[Opening DATA FOR THIS EXERCISE section]

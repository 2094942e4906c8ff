//! Stream relay and session lifecycle controller.
//!
//! The controller sits between the client streams, the session handler and
//! the backend socket. It starts out feeding the client to the session
//! handler, splices the client onto the backend once the handler reports it
//! ready, and runs the shutdown procedure when the session ends.
//!
//! # Module Structure
//!
//! - `session` - per-epoch state and the lifecycle phase machine
//! - `deferred` - settable value awaited by many waiters
//! - `router` - single-slot input/output routes with shadow copies
//! - `interception` - fire-once subscriptions on lifecycle messages
//! - `controller` - the actor owning all of the above
//! - `shutdown` - the shutdown procedure and its triggers
//! - `traffic` - debug log of relayed messages

mod controller;
mod deferred;
mod interception;
mod router;
mod session;
mod shutdown;
mod traffic;

pub use controller::{RelayController, RelayHandle, RelaySnapshot};
pub use deferred::Deferred;
pub use router::{BoxedReader, BoxedWriter, InputRoute, InputRouter, OutputRoute, OutputRouter};
pub use session::{LifecyclePhase, Session, SessionMode};
pub use shutdown::{SessionOutcome, ShutdownTrigger};
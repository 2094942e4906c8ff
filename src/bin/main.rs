use std::path::{Path, PathBuf};
use std::process::ExitCode;
use std::time::Duration;

use clap::Parser;
use debug_relay::config::{
    BackendLayer, ConfigEventKind, ConfigLayer, ConfigSources, load_config,
};
use debug_relay::{RelayHost, SessionOutcome, fatal};
use log::{error, info, warn};
use tokio::net::TcpListener;

const SHUTDOWN_TIMEOUT: Duration = Duration::from_millis(100);

/// A Debug Adapter Protocol relay that bootstraps a debug backend and
/// splices the client onto it
#[derive(Parser)]
#[command(name = "debug-relay")]
#[command(version)]
#[command(about = "A Debug Adapter Protocol relay between an IDE and a debug backend")]
struct Cli {
    /// Serve DAP over TCP on this port instead of stdio
    #[arg(long, value_name = "PORT")]
    server: Option<u16>,

    /// Address to bind in server mode
    #[arg(long, value_name = "ADDR", default_value = "127.0.0.1")]
    host: String,

    /// Configuration file layered over the user config
    #[arg(long, value_name = "PATH")]
    config: Option<PathBuf>,

    /// Write logs to this file instead of stderr
    #[arg(long, value_name = "PATH")]
    log_file: Option<PathBuf>,

    /// Backend command for launch sessions; `{host}` and `{port}` are substituted
    #[arg(last = true, value_name = "BACKEND")]
    backend: Vec<String>,
}

impl Cli {
    fn overrides(&self) -> Option<ConfigLayer> {
        let (command, args) = self.backend.split_first()?;
        Some(ConfigLayer {
            shutdown: None,
            backend: Some(BackendLayer {
                command: Some(command.clone()),
                args: Some(args.to_vec()),
                ..Default::default()
            }),
        })
    }
}

fn init_logging(log_file: Option<&Path>) -> std::io::Result<()> {
    let mut builder =
        env_logger::Builder::from_env(env_logger::Env::default().default_filter_or("info"));
    match log_file {
        Some(path) => {
            let file = std::fs::OpenOptions::new()
                .create(true)
                .append(true)
                .open(path)?;
            builder.target(env_logger::Target::Pipe(Box::new(file)));
        }
        // Stdout carries DAP in stdio mode
        None => {
            builder.target(env_logger::Target::Stderr);
        }
    }
    builder.init();
    Ok(())
}

fn main() -> ExitCode {
    let cli = Cli::parse();

    if let Err(e) = init_logging(cli.log_file.as_deref()) {
        eprintln!("Error: cannot open log file: {}", e);
        return ExitCode::FAILURE;
    }
    fatal::install_panic_hook();

    let runtime = match tokio::runtime::Builder::new_multi_thread()
        .enable_all()
        .build()
    {
        Ok(runtime) => runtime,
        Err(e) => {
            error!("Cannot start async runtime: {}", e);
            return ExitCode::FAILURE;
        }
    };
    let code = runtime.block_on(run(cli));
    // A pending stdin read holds a blocking thread until input arrives
    runtime.shutdown_timeout(SHUTDOWN_TIMEOUT);
    code
}

async fn run(cli: Cli) -> ExitCode {
    let outcome = load_config(&ConfigSources {
        explicit_file: cli.config.clone(),
        overrides: cli.overrides(),
        ..ConfigSources::with_user_config()
    });
    for event in &outcome.events {
        match event.kind {
            ConfigEventKind::Info => info!(target: "debug_relay::config", "{}", event.message),
            ConfigEventKind::Warning => warn!(target: "debug_relay::config", "{}", event.message),
        }
    }

    let host = RelayHost::new(outcome.config);

    match cli.server {
        Some(port) => {
            let listener = match TcpListener::bind((cli.host.as_str(), port)).await {
                Ok(listener) => listener,
                Err(e) => {
                    error!("Cannot listen on {}:{}: {}", cli.host, port, e);
                    return ExitCode::FAILURE;
                }
            };
            match host.serve(listener).await {
                Ok(()) => ExitCode::SUCCESS,
                Err(e) => {
                    error!("Server stopped: {}", e);
                    ExitCode::FAILURE
                }
            }
        }
        None => match host.run_stdio().await {
            SessionOutcome::ProtocolError => ExitCode::FAILURE,
            SessionOutcome::Terminated | SessionOutcome::Restart => ExitCode::SUCCESS,
        },
    }
}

[Closing DATA FOR THIS EXERCISE section]

**ASSIGNED TASK:**
From the records above, show each line that contains the word "fatal".

**RESULT FOR THIS TASK:**
use debug_relay::{RelayHost, SessionOutcome, fatal};
    fatal::install_panic_hook();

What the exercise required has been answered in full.